> _What you are asked to do_
What lines in the material hold the string "into"? Return every one of them.

***** Input for this task *****

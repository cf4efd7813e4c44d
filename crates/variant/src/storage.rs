//! Alternative Storage
//!
//! Raw, untagged storage for exactly one of N alternatives. The storage knows
//! nothing about which alternative is live; that bookkeeping lives one level
//! up in `VariantStorage`.
//!
//! ## Layer Chain
//!
//! An alternative list `(A, B, C)` is laid out as a right-leaning chain of
//! unions, one layer per alternative:
//!
//! ```text
//! Layer<A, Layer<B, Layer<C, Terminal>>>
//!
//! ┌──────────────────────────────── Layer 0 ───────────────────────────────┐
//! │ head: A         │ tail: ┌──────────────── Layer 1 ─────────────────┐   │
//! │                 │       │ head: B  │ tail: ┌──── Layer 2 ─────┐    │   │
//! │                 │       │          │       │ head: C │ Terminal│    │   │
//! │                 │       │          │       └──────────────────┘    │   │
//! │                 │       └──────────────────────────────────────────┘   │
//! └────────────────────────────────────────────────────────────────────────┘
//!   offset 0 for every head
//! ```
//!
//! Every layer is a `#[repr(C)]` union, so every field of every layer starts
//! at offset 0. The whole chain is therefore sized to the largest alternative
//! and aligned to the strictest one, and a pointer to the chain is also a
//! pointer to any alternative's slot.
//!
//! ## Addressing
//!
//! - `Locate<I>` walks the chain at compile time: layer `I` is reached by
//!   taking the tail `I` times and then the head. An index past the last
//!   layer has no `Locate` impl and does not compile.
//! - `Chain::destroy_at` walks the chain at run time for the index stored in
//!   the variant. When no alternative needs dropping the walk is skipped.

use std::mem::{self, ManuallyDrop, MaybeUninit};
use std::ptr;

use crate::alternatives::Alternatives;

// =============================================================================
// Layers
// =============================================================================

/// One layer of the storage chain: the slot of one alternative overlapping
/// the storage of all following alternatives.
#[repr(C)]
pub union Layer<T, Rest> {
    head: ManuallyDrop<T>,
    tail: ManuallyDrop<Rest>,
}

/// End of the storage chain. Holds nothing.
#[derive(Debug, Clone, Copy, Default, PartialEq, Eq)]
pub struct Terminal;

impl<T, Rest> Layer<T, Rest> {
    /// Slot of this layer's alternative.
    ///
    /// # Safety
    /// `this` must point into a live allocation of at least `size_of::<Self>()` bytes.
    #[inline(always)]
    pub(crate) unsafe fn head(this: *const Self) -> *const T {
        unsafe { ptr::addr_of!((*this).head) }.cast::<T>()
    }

    /// # Safety
    /// Same as [`Layer::head`].
    #[inline(always)]
    pub(crate) unsafe fn head_mut(this: *mut Self) -> *mut T {
        unsafe { ptr::addr_of_mut!((*this).head) }.cast::<T>()
    }

    /// Storage of the following layers.
    ///
    /// # Safety
    /// Same as [`Layer::head`].
    #[inline(always)]
    pub(crate) unsafe fn tail(this: *const Self) -> *const Rest {
        unsafe { ptr::addr_of!((*this).tail) }.cast::<Rest>()
    }

    /// # Safety
    /// Same as [`Layer::head`].
    #[inline(always)]
    pub(crate) unsafe fn tail_mut(this: *mut Self) -> *mut Rest {
        unsafe { ptr::addr_of_mut!((*this).tail) }.cast::<Rest>()
    }
}

// =============================================================================
// Runtime Walk
// =============================================================================

/// Operations that walk the chain for an index only known at run time.
///
/// # Safety
/// Implementors must uphold the layer layout described in the module docs:
/// `DEPTH` is the number of alternatives and index `i` addresses the `i`-th.
pub unsafe trait Chain: Sized {
    /// Number of alternatives in the chain.
    const DEPTH: usize;

    /// True if any alternative has drop glue.
    const NEEDS_DROP: bool;

    /// Drop the alternative at `index` in place.
    ///
    /// # Safety
    /// `this` must hold a live value of alternative `index`. The slot is
    /// uninitialized afterwards.
    unsafe fn destroy_at(this: *mut Self, index: usize);

    /// Exchange the values of alternative `index` held by `this` and `other`.
    ///
    /// # Safety
    /// Both chains must hold a live value of alternative `index` and must not
    /// overlap.
    unsafe fn swap_at(this: *mut Self, other: *mut Self, index: usize);
}

unsafe impl Chain for Terminal {
    const DEPTH: usize = 0;
    const NEEDS_DROP: bool = false;

    unsafe fn destroy_at(_this: *mut Self, index: usize) {
        unreachable!("destroy_at: alternative index {index} is past the last layer");
    }

    unsafe fn swap_at(_this: *mut Self, _other: *mut Self, index: usize) {
        unreachable!("swap_at: alternative index {index} is past the last layer");
    }
}

unsafe impl<T, Rest: Chain> Chain for Layer<T, Rest> {
    const DEPTH: usize = 1 + Rest::DEPTH;
    const NEEDS_DROP: bool = mem::needs_drop::<T>() || Rest::NEEDS_DROP;

    #[inline]
    unsafe fn destroy_at(this: *mut Self, index: usize) {
        unsafe {
            if index == 0 {
                ptr::drop_in_place(Self::head_mut(this));
            } else {
                Rest::destroy_at(Self::tail_mut(this), index - 1);
            }
        }
    }

    #[inline]
    unsafe fn swap_at(this: *mut Self, other: *mut Self, index: usize) {
        unsafe {
            if index == 0 {
                ptr::swap_nonoverlapping(Self::head_mut(this), Self::head_mut(other), 1);
            } else {
                Rest::swap_at(Self::tail_mut(this), Self::tail_mut(other), index - 1);
            }
        }
    }
}

// =============================================================================
// Compile-Time Addressing
// =============================================================================

/// Compile-time projection from a chain to the slot of alternative `I`.
///
/// # Safety
/// `locate` must return a pointer to a slot sized and aligned for `Target`
/// that lies inside the chain pointed to by `this`.
pub unsafe trait Locate<const I: usize> {
    /// Alternative stored at position `I`.
    type Target;

    /// # Safety
    /// `this` must point into a live allocation of the chain.
    unsafe fn locate(this: *mut Self) -> *mut Self::Target;
}

unsafe impl<T, Rest> Locate<0> for Layer<T, Rest> {
    type Target = T;

    #[inline(always)]
    unsafe fn locate(this: *mut Self) -> *mut T {
        unsafe { Self::head_mut(this) }
    }
}

macro_rules! locate_in_tail {
    ($($index:literal => $prev:literal),* $(,)?) => {
        $(
            unsafe impl<T, Rest: Locate<$prev>> Locate<$index> for Layer<T, Rest> {
                type Target = Rest::Target;

                #[inline(always)]
                unsafe fn locate(this: *mut Self) -> *mut Self::Target {
                    unsafe { Rest::locate(Self::tail_mut(this)) }
                }
            }
        )*
    };
}

locate_in_tail!(
    1 => 0, 2 => 1, 3 => 2, 4 => 3, 5 => 4, 6 => 5, 7 => 6, 8 => 7,
    9 => 8, 10 => 9, 11 => 10, 12 => 11, 13 => 12, 14 => 13, 15 => 14,
);

// =============================================================================
// AlternativeStorage
// =============================================================================

/// Projection from a chain to one typed slot, as produced by `Locate`,
/// `IndexOf` or `Resolve`.
pub(crate) type Locator<L, T> = unsafe fn(*mut <L as Alternatives>::Union) -> *mut T;

/// Uninitialized bytes for one alternative of `L`.
pub struct AlternativeStorage<L: Alternatives> {
    slots: MaybeUninit<L::Union>,
}

impl<L: Alternatives> AlternativeStorage<L> {
    /// Storage with no live alternative.
    pub(crate) const fn uninit() -> Self {
        AlternativeStorage {
            slots: MaybeUninit::uninit(),
        }
    }

    /// Base address shared by every alternative's slot.
    #[inline(always)]
    pub(crate) fn as_ptr(&self) -> *const u8 {
        self.slots.as_ptr().cast::<u8>()
    }

    #[inline(always)]
    pub(crate) fn as_mut_ptr(&mut self) -> *mut u8 {
        self.slots.as_mut_ptr().cast::<u8>()
    }

    #[inline(always)]
    pub(crate) fn union_mut(&mut self) -> *mut L::Union {
        self.slots.as_mut_ptr()
    }

    /// Write `value` into the slot found by `locate`.
    ///
    /// # Safety
    /// No alternative may be live; a live one would be overwritten without
    /// being dropped.
    #[inline]
    pub(crate) unsafe fn construct_at<T>(&mut self, locate: Locator<L, T>, value: T) -> &mut T {
        unsafe {
            let slot = locate(self.union_mut());
            slot.write(value);
            &mut *slot
        }
    }

    /// # Safety
    /// The alternative addressed by `locate` must be the live one.
    #[inline]
    pub(crate) unsafe fn access_at<T>(&self, locate: Locator<L, T>) -> &T {
        // Only the address is computed through the mutable pointer.
        unsafe { &*locate(self.slots.as_ptr().cast_mut()) }
    }

    /// # Safety
    /// The alternative addressed by `locate` must be the live one.
    #[inline]
    pub(crate) unsafe fn access_at_mut<T>(&mut self, locate: Locator<L, T>) -> &mut T {
        unsafe { &mut *locate(self.union_mut()) }
    }

    /// Move the live value out of the slot found by `locate`.
    ///
    /// # Safety
    /// The alternative addressed by `locate` must be the live one; the slot is
    /// uninitialized afterwards.
    #[inline]
    pub(crate) unsafe fn take_at<T>(&mut self, locate: Locator<L, T>) -> T {
        unsafe { locate(self.union_mut()).read() }
    }

    /// Drop the live alternative at `index`.
    ///
    /// # Safety
    /// `index` must be the live alternative.
    #[inline]
    pub(crate) unsafe fn destroy_at(&mut self, index: usize) {
        if <L::Union as Chain>::NEEDS_DROP {
            unsafe { <L::Union as Chain>::destroy_at(self.union_mut(), index) }
        }
    }

    /// # Safety
    /// Both storages must hold a live value of alternative `index`.
    #[inline]
    pub(crate) unsafe fn swap_at(&mut self, other: &mut Self, index: usize) {
        unsafe { <L::Union as Chain>::swap_at(self.union_mut(), other.union_mut(), index) }
    }
}

// =============================================================================
// Tests
// =============================================================================

#[cfg(test)]
mod tests {
    use super::*;
    use std::cell::Cell;
    use std::mem::{align_of, size_of};
    use std::rc::Rc;

    struct CountsDrops(Rc<Cell<usize>>);

    impl Drop for CountsDrops {
        fn drop(&mut self) {
            self.0.set(self.0.get() + 1);
        }
    }

    #[test]
    fn test_chain_sized_to_largest_alternative() {
        type Chain3 = <(u8, [u64; 4], u16) as Alternatives>::Union;
        assert_eq!(size_of::<Chain3>(), size_of::<[u64; 4]>());
        assert_eq!(align_of::<Chain3>(), align_of::<u64>());
    }

    #[test]
    fn test_chain_depth() {
        assert_eq!(<<(u8,) as Alternatives>::Union as Chain>::DEPTH, 1);
        assert_eq!(<<(u8, u16, u32) as Alternatives>::Union as Chain>::DEPTH, 3);
    }

    #[test]
    fn test_needs_drop_only_with_drop_glue() {
        let plain = <<(u8, f64) as Alternatives>::Union as Chain>::NEEDS_DROP;
        let owning = <<(u8, String) as Alternatives>::Union as Chain>::NEEDS_DROP;
        assert_eq!((plain, owning), (false, true));
    }

    #[test]
    fn test_every_slot_starts_at_the_base() {
        let mut storage = AlternativeStorage::<(u8, u32, String)>::uninit();
        let base = storage.as_mut_ptr();
        unsafe {
            let union = storage.union_mut();
            assert_eq!(<_ as Locate<0>>::locate(union).cast::<u8>(), base);
            assert_eq!(<_ as Locate<1>>::locate(union).cast::<u8>(), base);
            assert_eq!(<_ as Locate<2>>::locate(union).cast::<u8>(), base);
        }
    }

    #[test]
    fn test_construct_access_destroy() {
        let drops = Rc::new(Cell::new(0));
        let mut storage = AlternativeStorage::<(u8, CountsDrops)>::uninit();
        let locate: Locator<(u8, CountsDrops), CountsDrops> =
            <<(u8, CountsDrops) as Alternatives>::Union as Locate<1>>::locate;
        unsafe {
            storage.construct_at(locate, CountsDrops(drops.clone()));
            assert_eq!(Rc::strong_count(&storage.access_at(locate).0), 2);
            storage.destroy_at(1);
        }
        assert_eq!(drops.get(), 1);
        assert_eq!(Rc::strong_count(&drops), 1);
    }

    #[test]
    fn test_swap_at_exchanges_values() {
        let locate: Locator<(u8, String), String> =
            <<(u8, String) as Alternatives>::Union as Locate<1>>::locate;
        let mut left = AlternativeStorage::<(u8, String)>::uninit();
        let mut right = AlternativeStorage::<(u8, String)>::uninit();
        unsafe {
            left.construct_at(locate, "left".to_string());
            right.construct_at(locate, "right".to_string());
            left.swap_at(&mut right, 1);
            assert_eq!(left.access_at(locate), "right");
            assert_eq!(right.access_at(locate), "left");
            left.destroy_at(1);
            right.destroy_at(1);
        }
    }
}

*****

> _Response for this exercise_
    /// `this` must point into a live allocation of at least `size_of::<Self>()` bytes.
    /// `this` must point into a live allocation of the chain.
    /// Write `value` into the slot found by `locate`.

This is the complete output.